Current Thinking For Consensus

This summarises our current thinking on the use of consensus mechanisms. We are currently not focusing on consensus so the thoughts will be quite high level.

Old discussions happened in this thread

Why Do We Need Consensus At All?

  • DA for CR: Since brewers can do things like block network traffic, we need a way to attest to the “state of the mempool.” A clear use case that illustrates this need is brewers censoring bids in an auction
  • MEVM state: The contracts with which users interact must be made public and updated according to specific rules.
  • Security Information:
    • Information for validating attestiations (MRENCLAVE)
    • enforcement of rules for updating the above information (e.g. voting/delays for MRENCLAVE switch)
    • registry of valid kettle keys (and potentially endpoints)

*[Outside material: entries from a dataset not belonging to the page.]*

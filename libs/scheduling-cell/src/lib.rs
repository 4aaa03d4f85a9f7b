pub mod handlers;
pub mod models;
pub mod router;
pub mod services;

pub use models::{
    Appointment, AppointmentStatus, ConflictCheckResponse, ConflictingAppointment,
    RescheduleAppointmentRequest, RuleViolation, ScheduleAppointmentRequest, SchedulingError,
    StatusTransitionRequest, SuggestedSlot,
};

pub use router::scheduling_routes;
// libs/scheduling-cell/src/services/conflict.rs
use chrono::Duration;
use tracing::debug;
use uuid::Uuid;

use crate::models::{Appointment, ConflictingAppointment, SuggestedSlot};
use crate::services::interval::TimeSlot;
use crate::services::rules::{
    self, CLOSING_HOUR, OPENING_HOUR, SLOT_GRANULARITY_MINUTES,
};

const MAX_SUGGESTIONS: usize = 3;

/// Find every existing appointment whose buffered interval intersects the
/// candidate slot.
///
/// The buffer is applied once, to the existing interval: it already encodes
/// the required gap on both sides, so the candidate is compared raw. An
/// appointment ending at 14:00 blocks candidates starting before 14:15 and
/// leaves 14:15 itself free (half-open boundary).
///
/// Pre-filters (not part of the interval math): same doctor, same calendar
/// day as the candidate start, active status only, and the appointment being
/// updated excluded from its own comparison set.
pub fn find_conflicts(
    doctor_id: Uuid,
    slot: TimeSlot,
    existing: &[Appointment],
    exclude_appointment_id: Option<Uuid>,
) -> Vec<ConflictingAppointment> {
    let day = slot.start().date_naive();

    let conflicts: Vec<ConflictingAppointment> = existing
        .iter()
        .filter(|apt| apt.doctor_id == doctor_id)
        .filter(|apt| apt.start_time.date_naive() == day)
        .filter(|apt| apt.status.is_active())
        .filter(|apt| exclude_appointment_id != Some(apt.id))
        .filter(|apt| apt.slot().buffered().overlaps(&slot))
        .map(|apt| ConflictingAppointment {
            id: apt.id,
            start_time: apt.start_time,
            end_time: apt.end_time(),
        })
        .collect();

    if !conflicts.is_empty() {
        debug!(
            "Found {} conflicting appointment(s) for doctor {} on {}",
            conflicts.len(),
            doctor_id,
            day
        );
    }

    conflicts
}

/// Scan the candidate's day in 15-minute steps for slots of the same duration
/// that pass both the business rules and the conflict check. Used by the
/// conflict-preview endpoint to offer alternatives alongside a rejection.
pub fn suggest_alternatives(
    doctor_id: Uuid,
    slot: TimeSlot,
    duration_minutes: i32,
    existing: &[Appointment],
    exclude_appointment_id: Option<Uuid>,
) -> Vec<SuggestedSlot> {
    let day = slot.start().date_naive();
    let mut current = day.and_hms_opt(OPENING_HOUR, 0, 0).unwrap().and_utc();
    let closing = day.and_hms_opt(CLOSING_HOUR, 0, 0).unwrap().and_utc();

    let mut suggestions = Vec::new();
    while current + Duration::minutes(duration_minutes as i64) <= closing
        && suggestions.len() < MAX_SUGGESTIONS
    {
        if current != slot.start() {
            let candidate = TimeSlot::new(current, duration_minutes);
            let valid = rules::validate_slot(current, duration_minutes).is_empty();
            if valid
                && find_conflicts(doctor_id, candidate, existing, exclude_appointment_id)
                    .is_empty()
            {
                suggestions.push(SuggestedSlot {
                    start_time: candidate.start(),
                    end_time: candidate.end(),
                });
            }
        }

        current += Duration::minutes(SLOT_GRANULARITY_MINUTES as i64);
    }

    suggestions
}
// libs/scheduling-cell/src/services/lifecycle.rs
use tracing::{debug, warn};

use crate::models::{AppointmentStatus, SchedulingError};

pub struct LifecycleService;

impl LifecycleService {
    pub fn new() -> Self {
        Self
    }

    /// Validate that a status transition is allowed by the transition table.
    pub fn validate_transition(
        &self,
        from: AppointmentStatus,
        to: AppointmentStatus,
    ) -> Result<(), SchedulingError> {
        debug!("Validating status transition from {} to {}", from, to);

        if !self.valid_transitions(from).contains(&to) {
            warn!("Invalid status transition attempted: {} -> {}", from, to);
            return Err(SchedulingError::InvalidStatusTransition { from, to });
        }

        Ok(())
    }

    /// All valid next statuses for a given current status. Terminal statuses
    /// (completed, cancelled, no_show) have no outgoing transitions.
    pub fn valid_transitions(&self, from: AppointmentStatus) -> &'static [AppointmentStatus] {
        match from {
            AppointmentStatus::Scheduled => &[
                AppointmentStatus::Confirmed,
                AppointmentStatus::Cancelled,
                AppointmentStatus::NoShow,
            ],
            AppointmentStatus::Confirmed => &[
                AppointmentStatus::InProgress,
                AppointmentStatus::Completed,
                AppointmentStatus::Cancelled,
                AppointmentStatus::NoShow,
            ],
            AppointmentStatus::InProgress => &[
                AppointmentStatus::Completed,
                AppointmentStatus::Cancelled,
            ],
            AppointmentStatus::Completed
            | AppointmentStatus::Cancelled
            | AppointmentStatus::NoShow => &[],
        }
    }
}

impl Default for LifecycleService {
    fn default() -> Self {
        Self::new()
    }
}
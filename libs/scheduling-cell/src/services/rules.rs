// libs/scheduling-cell/src/services/rules.rs
use chrono::{DateTime, Datelike, Duration, Timelike, Utc, Weekday};

use crate::models::RuleViolation;

pub const OPENING_HOUR: u32 = 7;
/// Last moment an appointment may end. Bookings starting at or after this
/// hour are rejected even though the clinic itself stays open until 19:00.
pub const CLOSING_HOUR: u32 = 18;
pub const SLOT_GRANULARITY_MINUTES: i32 = 15;
pub const MIN_DURATION_MINUTES: i32 = 15;
pub const MAX_DURATION_MINUTES: i32 = 180;

/// Validate a candidate start time and duration against the clinic's booking
/// rules. Pure function of its inputs; returns every violated rule in rule
/// order (empty = valid).
pub fn validate_slot(start: DateTime<Utc>, duration_minutes: i32) -> Vec<RuleViolation> {
    let mut violations = Vec::new();

    if matches!(start.weekday(), Weekday::Sat | Weekday::Sun) {
        violations.push(RuleViolation::Weekend);
    }

    let end = start + Duration::minutes(duration_minutes as i64);
    let closing = start
        .date_naive()
        .and_hms_opt(CLOSING_HOUR, 0, 0)
        .unwrap()
        .and_utc();
    if start.hour() < OPENING_HOUR || start.hour() >= CLOSING_HOUR || end > closing {
        violations.push(RuleViolation::OutsideBusinessHours);
    }

    if duration_minutes % SLOT_GRANULARITY_MINUTES != 0 {
        violations.push(RuleViolation::InvalidDuration);
    }

    if duration_minutes < MIN_DURATION_MINUTES || duration_minutes > MAX_DURATION_MINUTES {
        violations.push(RuleViolation::DurationOutOfBounds);
    }

    violations
}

We have typically thought of the DA use case as being served by (a) bulletin chain(s) and the MEVM and security information living on “SUAVE chain”

Desired Properties

Requirements for consensus performing DA

  • The key property is that it must be hard to censor transactions. We primarily have thought of this in the honest-threshold setting: “A transaction is guaranteed to be included in the next block if at least \frac{1}{n} validators receive the transaction before time T, given a byzantine threshold of $f$”
    • The aim is to maximise n and f
    • When we say “block” we do not require there to be consensus on a total ordering of transactions, only agreement on which transactions are in the “block”. Transactions don’t need to be executed.
  • Economic designs that give a similar property to the one above in a rational setting are desirable, but seem less tractable and so are not a priority
  • light-node friendliness (or very light full nodes)
  • Single-slot finality
  • Low latency

Requirements for MEVM State

  • Single-slot finality
  • Light clients
  • …?

Requirements for Security Component

  • Censorship resistance would be nice
  • Definitely light-client friendly
  • …?

Do We Actually Need Our Own Chain

DA: for the DA use case the answer seems clearly yes, because there are no other existing chains that meet out requirements

Security module and MEVM: its less obvious at this point of time whether we need our own chain or can use another.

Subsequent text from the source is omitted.